C’est un plaisir de retrouver Mansell. Sympa l’article

Seb
Invité

Ca serait mieux un article sur le légendaire et exceptionnel Jim Clark mais bon , vu qu’il n’a pas couru chez Ferrari ….. 🙄

The Stig
Invité

Vous êtes pénibles avec Ferrari, ils vous ont fait quoi? Ils ont tué votre chat? Tapé votre sœur?
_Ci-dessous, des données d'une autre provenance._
//! Document store contract
//!
//! The relay treats its backing store as an opaque key/document database
//! addressed by hierarchical paths (`<space>/posts`, `spaces`). It only needs
//! existence checks, appends and recency-ordered queries.

pub mod memory;
#[cfg(feature = "rocksdb")]
pub mod rocks;

use crate::Result;
use async_trait::async_trait;
use std::fmt;

pub use memory::MemoryStore;
#[cfg(feature = "rocksdb")]
pub use rocks::RocksStore;

/// A stored JSON document
pub type Document = serde_json::Value;

/// Hierarchical collection path
#[derive(Clone, PartialEq, Eq, Hash, Debug)]
pub struct StorePath(String);

impl StorePath {
    /// Collection holding one document per space
    pub fn spaces() -> Self {
        Self("spaces".to_string())
    }

    /// Collection holding the posts of a space
    pub fn posts(space: &str) -> Self {
        Self(format!("{}/posts", space))
    }

    pub fn as_str(&self) -> &str {
        &self.0
    }
}

impl fmt::Display for StorePath {
    fn fmt(&self, f: &mut fmt::Formatter<'_>) -> fmt::Result {
        f.write_str(&self.0)
    }
}

/// Backing store used by the relay
#[async_trait]
pub trait DocumentStore: Send + Sync {
    /// Whether the collection holds at least one document
    async fn exists(&self, path: &StorePath) -> Result<bool>;

    /// Append a document to the collection
    async fn append(&self, path: &StorePath, document: Document) -> Result<()>;

    /// Up to `limit` documents, newest first
    async fn query_recent(&self, path: &StorePath, limit: usize) -> Result<Vec<Document>>;
}
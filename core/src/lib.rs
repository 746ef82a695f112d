//! Subchat Core Library
//!
//! Message correlation and request dispatch shared by subchat peers and relays.
//! Peers pick the closest relay with a latency race, exchange binary frames
//! over a WebSocket, and correlate every request with its acknowledgement
//! through compact numeric identifiers. Relays route frames to handlers,
//! persist posts in a document store and serve recent posts from a short-lived
//! cache.

pub mod crypto;
pub mod peer;
pub mod relay;
pub mod storage;
pub mod types;
pub mod version;
pub mod wire;

pub use types::*;
pub use version::{version_string, PROTOCOL_VERSION};
pub use wire::{DecodeError, Message, MessageType};

/// Result type used throughout the library
pub type Result<T> = std::result::Result<T, Error>;

/// Core error types
#[derive(Debug, thiserror::Error)]
pub enum Error {
    #[error("Malformed frame: {0}")]
    Decode(#[from] DecodeError),

    #[error("Serialization failed: {0}")]
    Serialization(String),

    #[error("Storage operation failed: {0}")]
    Storage(String),

    #[error("Network operation failed: {0}")]
    Network(String),

    #[error("No relay answered the latency probe")]
    NoReachableRelay,

    #[error("Cryptographic operation failed: {0}")]
    Crypto(String),

    #[error("Session state invalid: {0}")]
    Session(String),

    #[error("Request {0} already has a waiter")]
    AlreadyAwaited(RequestId),

    #[error(transparent)]
    Io(#[from] std::io::Error),

    #[error(transparent)]
    Other(#[from] anyhow::Error),
}

impl From<serde_json::Error> for Error {
    fn from(err: serde_json::Error) -> Self {
        Error::Serialization(err.to_string())
    }
}

impl From<tokio_tungstenite::tungstenite::Error> for Error {
    fn from(err: tokio_tungstenite::tungstenite::Error) -> Self {
        Error::Network(err.to_string())
    }
}
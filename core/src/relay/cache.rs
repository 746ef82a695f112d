//! Recent-post cache
//!
//! Serves the newest posts of a space from memory for a short TTL. Each
//! space has its own slot guarded by an async mutex, so concurrent misses
//! for one space trigger a single store query while other spaces refresh
//! independently. A failed refresh keeps serving whatever was cached before.

use crate::storage::{DocumentStore, StorePath};
use crate::types::Post;
use dashmap::DashMap;
use std::sync::Arc;
use std::time::Duration;
use tokio::sync::Mutex;
use tokio::time::Instant;
use tracing::{debug, warn};

/// Snapshot of a space's newest posts
#[derive(Clone, Debug)]
pub struct CachedPostList {
    pub posts: Arc<Vec<Post>>,
    pub fetched_at: Instant,
}

type Slot = Arc<Mutex<Option<CachedPostList>>>;

/// TTL cache of recent posts keyed by space
pub struct ContentCache {
    store: Arc<dyn DocumentStore>,
    ttl: Duration,
    page_size: usize,
    entries: DashMap<String, Slot>,
}

impl ContentCache {
    pub fn new(store: Arc<dyn DocumentStore>, ttl: Duration, page_size: usize) -> Self {
        Self {
            store,
            ttl,
            page_size,
            entries: DashMap::new(),
        }
    }

    /// Newest posts of `space`, refreshed from the store once the TTL has passed
    pub async fn get(&self, space: &str) -> Arc<Vec<Post>> {
        let slot = self.entries.entry(space.to_string()).or_default().value().clone();
        let mut entry = slot.lock().await;

        if let Some(cached) = entry.as_ref() {
            if cached.fetched_at.elapsed() <= self.ttl {
                return Arc::clone(&cached.posts);
            }
        }

        match self.store.query_recent(&StorePath::posts(space), self.page_size).await {
            Ok(docs) => {
                let posts: Vec<Post> = docs
                    .into_iter()
                    .filter_map(|doc| match serde_json::from_value(doc) {
                        Ok(post) => Some(post),
                        Err(e) => {
                            warn!(%space, error = %e, "Skipping unreadable post document");
                            None
                        }
                    })
                    .collect();
                debug!(%space, count = posts.len(), "Refreshed post cache");

                let posts = Arc::new(posts);
                *entry = Some(CachedPostList {
                    posts: Arc::clone(&posts),
                    fetched_at: Instant::now(),
                });
                posts
            }
            Err(e) => {
                warn!(%space, error = %e, "Post cache refresh failed, serving previous snapshot");
                entry
                    .as_ref()
                    .map(|cached| Arc::clone(&cached.posts))
                    .unwrap_or_default()
            }
        }
    }

    /// Drop the cached list so the next read goes to the store
    pub fn invalidate(&self, space: &str) {
        self.entries.remove(space);
    }

    /// Whether `space` already has a slot
    pub fn contains(&self, space: &str) -> bool {
        self.entries.contains_key(space)
    }

    /// Number of spaces with a slot
    pub fn len(&self) -> usize {
        self.entries.len()
    }

    pub fn is_empty(&self) -> bool {
        self.entries.is_empty()
    }
}

#[cfg(test)]
mod tests {
    use super::*;
    use crate::storage::{Document, MemoryStore};
    use crate::types::ContentItem;
    use crate::{Error, Result};
    use async_trait::async_trait;
    use std::sync::atomic::{AtomicBool, AtomicUsize, Ordering};

    /// Counts queries and can be switched into failing
    struct CountingStore {
        inner: MemoryStore,
        queries: AtomicUsize,
        failing: AtomicBool,
    }

    impl CountingStore {
        fn new() -> Self {
            Self {
                inner: MemoryStore::new(),
                queries: AtomicUsize::new(0),
                failing: AtomicBool::new(false),
            }
        }

        fn queries(&self) -> usize {
            self.queries.load(Ordering::SeqCst)
        }
    }

    #[async_trait]
    impl DocumentStore for CountingStore {
        async fn exists(&self, path: &StorePath) -> Result<bool> {
            self.inner.exists(path).await
        }

        async fn append(&self, path: &StorePath, document: Document) -> Result<()> {
            self.inner.append(path, document).await
        }

        async fn query_recent(&self, path: &StorePath, limit: usize) -> Result<Vec<Document>> {
            self.queries.fetch_add(1, Ordering::SeqCst);
            tokio::task::yield_now().await;
            if self.failing.load(Ordering::SeqCst) {
                return Err(Error::Storage("store offline".into()));
            }
            self.inner.query_recent(path, limit).await
        }
    }

    async fn seed(store: &CountingStore, space: &str, texts: &[&str]) {
        for text in texts {
            let post = Post::new("x", space, vec![ContentItem::text(*text)]);
            store
                .append(&StorePath::posts(space), serde_json::to_value(&post).unwrap())
                .await
                .unwrap();
        }
    }

    #[tokio::test(start_paused = true)]
    async fn test_ttl_boundary() {
        let store = Arc::new(CountingStore::new());
        seed(&store, "root", &["hi"]).await;
        let ttl = Duration::from_secs(5);
        let cache = ContentCache::new(store.clone(), ttl, 10);

        let first = cache.get("root").await;
        assert_eq!(store.queries(), 1);
        assert_eq!(first.len(), 1);

        tokio::time::advance(ttl - Duration::from_millis(1)).await;
        let second = cache.get("root").await;
        assert!(Arc::ptr_eq(&first, &second));
        assert_eq!(store.queries(), 1);

        tokio::time::advance(Duration::from_millis(2)).await;
        let third = cache.get("root").await;
        assert!(!Arc::ptr_eq(&first, &third));
        assert_eq!(store.queries(), 2);
    }

    #[tokio::test]
    async fn test_page_size_and_order() {
        let store = Arc::new(CountingStore::new());
        seed(&store, "root", &["1", "2", "3", "4"]).await;
        let cache = ContentCache::new(store.clone(), Duration::from_secs(5), 2);

        let posts = cache.get("root").await;
        let texts: Vec<_> = posts.iter().map(|p| p.content[0].clone()).collect();
        assert_eq!(texts, vec![ContentItem::text("4"), ContentItem::text("3")]);
    }

    #[tokio::test(start_paused = true)]
    async fn test_failed_refresh_serves_stale_snapshot() {
        let store = Arc::new(CountingStore::new());
        seed(&store, "root", &["hi"]).await;
        let cache = ContentCache::new(store.clone(), Duration::from_secs(5), 10);

        let fresh = cache.get("root").await;
        store.failing.store(true, Ordering::SeqCst);
        tokio::time::advance(Duration::from_secs(6)).await;

        let stale = cache.get("root").await;
        assert!(Arc::ptr_eq(&fresh, &stale));

        // fetched_at was not bumped, so the next read tries again
        cache.get("root").await;
        assert_eq!(store.queries(), 3);
    }

    #[tokio::test]
    async fn test_failed_first_refresh_serves_empty() {
        let store = Arc::new(CountingStore::new());
        store.failing.store(true, Ordering::SeqCst);
        let cache = ContentCache::new(store.clone(), Duration::from_secs(5), 10);

        assert!(cache.get("root").await.is_empty());
    }

    #[tokio::test]
    async fn test_concurrent_misses_refresh_once() {
        let store = Arc::new(CountingStore::new());
        seed(&store, "root", &["hi"]).await;
        let cache = Arc::new(ContentCache::new(store.clone(), Duration::from_secs(5), 10));

        let reads = (0..8).map(|_| {
            let cache = Arc::clone(&cache);
            tokio::spawn(async move { cache.get("root").await })
        });
        let results = futures_util::future::join_all(reads).await;

        assert_eq!(store.queries(), 1);
        assert!(results.iter().all(|r| r.as_ref().map(|posts| posts.len() == 1).unwrap_or(false)));
    }

    #[tokio::test]
    async fn test_invalidate_forces_query() {
        let store = Arc::new(CountingStore::new());
        seed(&store, "root", &["hi"]).await;
        let cache = ContentCache::new(store.clone(), Duration::from_secs(5), 10);

        cache.get("root").await;
        seed(&store, "root", &["again"]).await;
        cache.invalidate("root");

        assert_eq!(cache.get("root").await.len(), 2);
        assert_eq!(store.queries(), 2);
    }
}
Chié dans vos bottes?

Seb
Invité

Je porte pas de bottes … Par contre je me pose plus la question de savoir ce qui compose ta boite crânienne … 🤓

The Stig
Invité

Sûrement quelque chose d’un peu plus réfléchi qu’un fan absolu de Mercedes qui ne sait pas répondre à la question autrement que par le dénigrement…

Akouel
Invité

quelle course, que je découvre ici ! Et quelle manoeuvre ! Pour en voir une aussi belle avec l’enjeu de la victoire, je dois poursuivre la rétrospective jusqu’à Aout 2000, Spa Francorchamps avec un Riccardo zonta se faisant passer par Schumi en tête d’un côté, et Hakkinen de l’autre, qui les passera tous les 2 !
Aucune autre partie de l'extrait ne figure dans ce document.